[Start of section]

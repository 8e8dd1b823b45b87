use super::*;

#[test]
fn linear_alpha_hits_both_ends() {
    assert_eq!(linear_alpha(0, 200, 0, 11), 0);
    assert_eq!(linear_alpha(0, 200, 10, 11), 200);
    assert_eq!(linear_alpha(0, 200, 5, 11), 100);
    assert_eq!(linear_alpha(80, 0, 0, 1), 80);
}

#[test]
fn ramp_rows_share_alpha_and_color() {
    let ramp = vertical_ramp(3, 4, Rgb8::new(1, 2, 3), |y| (y * 10) as u8);
    assert_eq!(ramp.get_pixel(0, 2).0, [1, 2, 3, 20]);
    assert_eq!(ramp.get_pixel(2, 2).0, [1, 2, 3, 20]);
    assert_eq!(ramp.get_pixel(1, 3).0[3], 30);
}
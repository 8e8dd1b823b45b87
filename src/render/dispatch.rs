use crate::foundation::error::{CardError, CardResult};
use crate::scene::params::LayoutMode;

/// Most characters any layout can place.
pub const MAX_CHARACTERS: usize = 3;

/// Concrete character arrangement chosen for one render.
#[derive(Clone, Copy, Debug, PartialEq, Eq, Hash)]
pub enum LayoutPlan {
    /// Crypto: the first character, enlarged, with a halo.
    Single,
    /// Default mode with one or two characters.
    SideBySide {
        /// Characters placed (1 or 2).
        count: usize,
    },
    /// Default mode with three characters.
    Pyramid,
    /// Dual: the first two characters around a title banner.
    Dual,
}

impl LayoutPlan {
    /// Number of leading character assets the plan consumes.
    pub fn characters_used(self) -> usize {
        match self {
            Self::Single => 1,
            Self::SideBySide { count } => count,
            Self::Pyramid => 3,
            Self::Dual => 2,
        }
    }
}

/// Pick the layout for `mode` and the number of supplied characters.
///
/// Crypto ignores characters beyond the first. Dual needs two characters and a title image.
pub fn select_layout(
    mode: LayoutMode,
    character_count: usize,
    has_title_image: bool,
) -> CardResult<LayoutPlan> {
    if character_count == 0 {
        return Err(CardError::missing_asset(
            "at least one character image is required",
        ));
    }
    if character_count > MAX_CHARACTERS {
        return Err(CardError::invalid_layout(format!(
            "at most {MAX_CHARACTERS} character images are supported (got {character_count})"
        )));
    }
    match mode {
        LayoutMode::Crypto => Ok(LayoutPlan::Single),
        LayoutMode::Default if character_count == 3 => Ok(LayoutPlan::Pyramid),
        LayoutMode::Default => Ok(LayoutPlan::SideBySide {
            count: character_count,
        }),
        LayoutMode::Dual => {
            if character_count < 2 {
                return Err(CardError::invalid_layout(
                    "dual mode needs two character images",
                ));
            }
            if !has_title_image {
                return Err(CardError::invalid_layout("dual mode needs a title image"));
            }
            Ok(LayoutPlan::Dual)
        }
    }
}

#[cfg(test)]
#[path = "../../tests/unit/render/dispatch.rs"]
mod tests;
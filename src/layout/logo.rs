use image::RgbaImage;

use crate::effects::resize::resize_exact;
use crate::foundation::core::{CanvasSize, PixelOffset};
use crate::foundation::error::{CardError, CardResult};
use crate::foundation::math::scale_u8;
use crate::layout::characters::Placement;
use crate::scene::params::{Corner, LogoOptions};

/// Scale, recolor and position the provider logo in its corner.
///
/// The logo keeps its aspect ratio and fits within `max_width_ratio × max_height_ratio` of the
/// canvas. Inversion flips RGB and keeps alpha; opacity multiplies alpha.
pub fn place_logo(
    logo: &RgbaImage,
    canvas: CanvasSize,
    options: &LogoOptions,
) -> CardResult<Placement> {
    let (w, h) = logo.dimensions();
    if w == 0 || h == 0 {
        return Err(CardError::processing("logo image must be non-empty"));
    }
    let max_w = f64::from(canvas.width) * options.max_width_ratio;
    let max_h = f64::from(canvas.height) * options.max_height_ratio;
    let scale = (max_w / f64::from(w)).min(max_h / f64::from(h));
    let lw = ((f64::from(w) * scale) as u32).max(1);
    let lh = ((f64::from(h) * scale) as u32).max(1);

    let mut image = resize_exact(logo, lw, lh)?;
    let opacity = options.opacity.clamp(0.0, 1.0);
    for px in image.pixels_mut() {
        if options.invert {
            px.0[0] = 255 - px.0[0];
            px.0[1] = 255 - px.0[1];
            px.0[2] = 255 - px.0[2];
        }
        if opacity < 1.0 {
            px.0[3] = scale_u8(px.0[3], opacity);
        }
    }

    let offset = corner_offset(canvas, (lw, lh), options.corner, options.margin);
    Ok(Placement {
        image,
        offset,
        halo: None,
    })
}

/// Top-left position of a `size` box attached to `corner` with `margin` pixels of clearance.
pub fn corner_offset(canvas: CanvasSize, size: (u32, u32), corner: Corner, margin: u32) -> PixelOffset {
    let m = i64::from(margin);
    let right = i64::from(canvas.width) - i64::from(size.0) - m;
    let bottom = i64::from(canvas.height) - i64::from(size.1) - m;
    match corner {
        Corner::TopLeft => PixelOffset::new(m, m),
        Corner::TopRight => PixelOffset::new(right, m),
        Corner::BottomLeft => PixelOffset::new(m, bottom),
        Corner::BottomRight => PixelOffset::new(right, bottom),
    }
}

#[cfg(test)]
#[path = "../../tests/unit/layout/logo.rs"]
mod tests;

[End of section]

Copy every line above in which the string "crate" shows up.

Reply to the exercise ▸
use crate::foundation::error::{CardError, CardResult};
use crate::scene::params::LayoutMode;
use crate::effects::resize::resize_exact;
use crate::foundation::core::{CanvasSize, PixelOffset};
use crate::foundation::error::{CardError, CardResult};
use crate::foundation::math::scale_u8;
use crate::layout::characters::Placement;
use crate::scene::params::{Corner, LogoOptions};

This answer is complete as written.